We eventually got it back after a pertinent decision by Planning Inspector D. T. Bryant for a Creation Order in 1997. It had taken more than twenty years!
After a couple of hundred yards, it takes a sharp bend to the right. Water has eroded the path here, where it meets a section of the old highway to Lindford and FP3.
From this point the path is wide and sandy with mossy sides but in 2007 they started fencing off the paths as can be seen in the pictures. Even the old highway to Lindford has not been spared. It has completely changed the feeling of open countryside.
About 100 or so yards further along, the bridleway is obstructed by yet more gates.
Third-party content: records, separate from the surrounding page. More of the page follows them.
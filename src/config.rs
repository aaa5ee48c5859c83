//! Configuration parameters for the HGS-VRPTW algorithm.

use serde::{Deserialize, Serialize};
use std::time::Duration;

/// Configuration settings for the HGS-VRPTW algorithm.
#[derive(Debug, Clone, Serialize, Deserialize)]
pub struct Config {
    /// Minimum sub-population size after survivor selection
    pub min_pop_size: usize,
    /// Overflow allowance before survivor selection is triggered
    pub generation_size: usize,
    /// Number of elite individuals weighted in the biased fitness
    pub nb_elite: usize,
    /// Number of closest solutions considered in the diversity measure
    pub nb_close: usize,
    /// Lower diversity bound for parent pairs, as a fraction of the number
    /// of clients
    pub lb_diversity: f64,
    /// Upper diversity bound for parent pairs, as a fraction of the number
    /// of clients
    pub ub_diversity: f64,
    /// Size of each client's granular neighbour list
    pub nb_granular: usize,
    /// Weight of the waiting-time term in the proximity measure
    pub weight_wait_time: i64,
    /// Weight of the time-warp term in the proximity measure
    pub weight_time_warp: i64,
    /// Window size for subpath enumeration during intensification
    pub post_process_path_length: usize,
    /// Initial penalty per unit of excess load
    pub init_capacity_penalty: i64,
    /// Initial penalty per unit of time warp
    pub init_time_warp_penalty: i64,
    /// Multiplier applied to both penalties during repair runs
    pub repair_booster: i64,
    /// Penalty growth factor when too few solutions are feasible
    pub penalty_increase: f64,
    /// Penalty shrink factor when enough solutions are feasible
    pub penalty_decrease: f64,
    /// Target fraction of feasible solutions between penalty updates
    pub target_feasible: f64,
    /// Probability (in percent) of a boosted repair run for infeasible
    /// offspring
    pub repair_probability: u32,
    /// Number of iterations between penalty parameter updates
    pub nb_penalty_management: u32,
    /// Whether feasible improvements over the incumbent trigger the more
    /// intensive route-based search
    pub should_intensify: bool,
    /// Maximum number of iterations without improvement
    pub max_iterations_without_improvement: u32,
    /// Optional wall-clock limit for the algorithm
    pub time_limit: Option<Duration>,
}

impl Default for Config {
    fn default() -> Self {
        Config {
            min_pop_size: 25,
            generation_size: 40,
            nb_elite: 4,
            nb_close: 5,
            lb_diversity: 0.1,
            ub_diversity: 0.5,
            nb_granular: 34,
            weight_wait_time: 18,
            weight_time_warp: 20,
            post_process_path_length: 7,
            init_capacity_penalty: 20,
            init_time_warp_penalty: 6,
            repair_booster: 12,
            penalty_increase: 1.34,
            penalty_decrease: 0.32,
            target_feasible: 0.43,
            repair_probability: 50,
            nb_penalty_management: 100,
            should_intensify: true,
            max_iterations_without_improvement: 20_000,
            time_limit: None,
        }
    }
}

impl Config {
    /// Create a new configuration with default values.
    pub fn new() -> Self {
        Config::default()
    }

    /// Set the minimum sub-population size.
    pub fn with_min_pop_size(mut self, size: usize) -> Self {
        self.min_pop_size = size;
        self
    }

    /// Set the generation size.
    pub fn with_generation_size(mut self, size: usize) -> Self {
        self.generation_size = size;
        self
    }

    /// Set the number of elite individuals.
    pub fn with_nb_elite(mut self, n: usize) -> Self {
        self.nb_elite = n;
        self
    }

    /// Set the number of closest solutions for the diversity measure.
    pub fn with_nb_close(mut self, n: usize) -> Self {
        self.nb_close = n;
        self
    }

    /// Set the diversity bounds used when pairing parents.
    pub fn with_diversity_bounds(mut self, lb: f64, ub: f64) -> Self {
        self.lb_diversity = lb;
        self.ub_diversity = ub;
        self
    }

    /// Set the granular neighbourhood size.
    pub fn with_nb_granular(mut self, n: usize) -> Self {
        self.nb_granular = n;
        self
    }

    /// Set the proximity weights for waiting time and time warp.
    pub fn with_proximity_weights(mut self, wait: i64, warp: i64) -> Self {
        self.weight_wait_time = wait;
        self.weight_time_warp = warp;
        self
    }

    /// Set the subpath enumeration window size.
    pub fn with_post_process_path_length(mut self, k: usize) -> Self {
        self.post_process_path_length = k;
        self
    }

    /// Set the initial penalty coefficients.
    pub fn with_initial_penalties(mut self, capacity: i64, time_warp: i64) -> Self {
        self.init_capacity_penalty = capacity;
        self.init_time_warp_penalty = time_warp;
        self
    }

    /// Set whether intensification runs on feasible improvements.
    pub fn with_intensification(mut self, intensify: bool) -> Self {
        self.should_intensify = intensify;
        self
    }

    /// Set the maximum iterations without improvement.
    pub fn with_max_iterations_without_improvement(mut self, iterations: u32) -> Self {
        self.max_iterations_without_improvement = iterations;
        self
    }

    /// Set the time limit.
    pub fn with_time_limit(mut self, duration: Duration) -> Self {
        self.time_limit = Some(duration);
        self
    }
}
At this point they form a junction between the three bridleways numbered 54, 4, and 46, where they proved to be both unnecessary and difficult.
Next time: the next set of obstructions to the bridleway.
It’s vitally important that riders know and maintain their Rights of Way.
If we don’t know and maintain our Rights of Way, we will have less and less land on which to ride.
The problem is knowing our Rights of Way!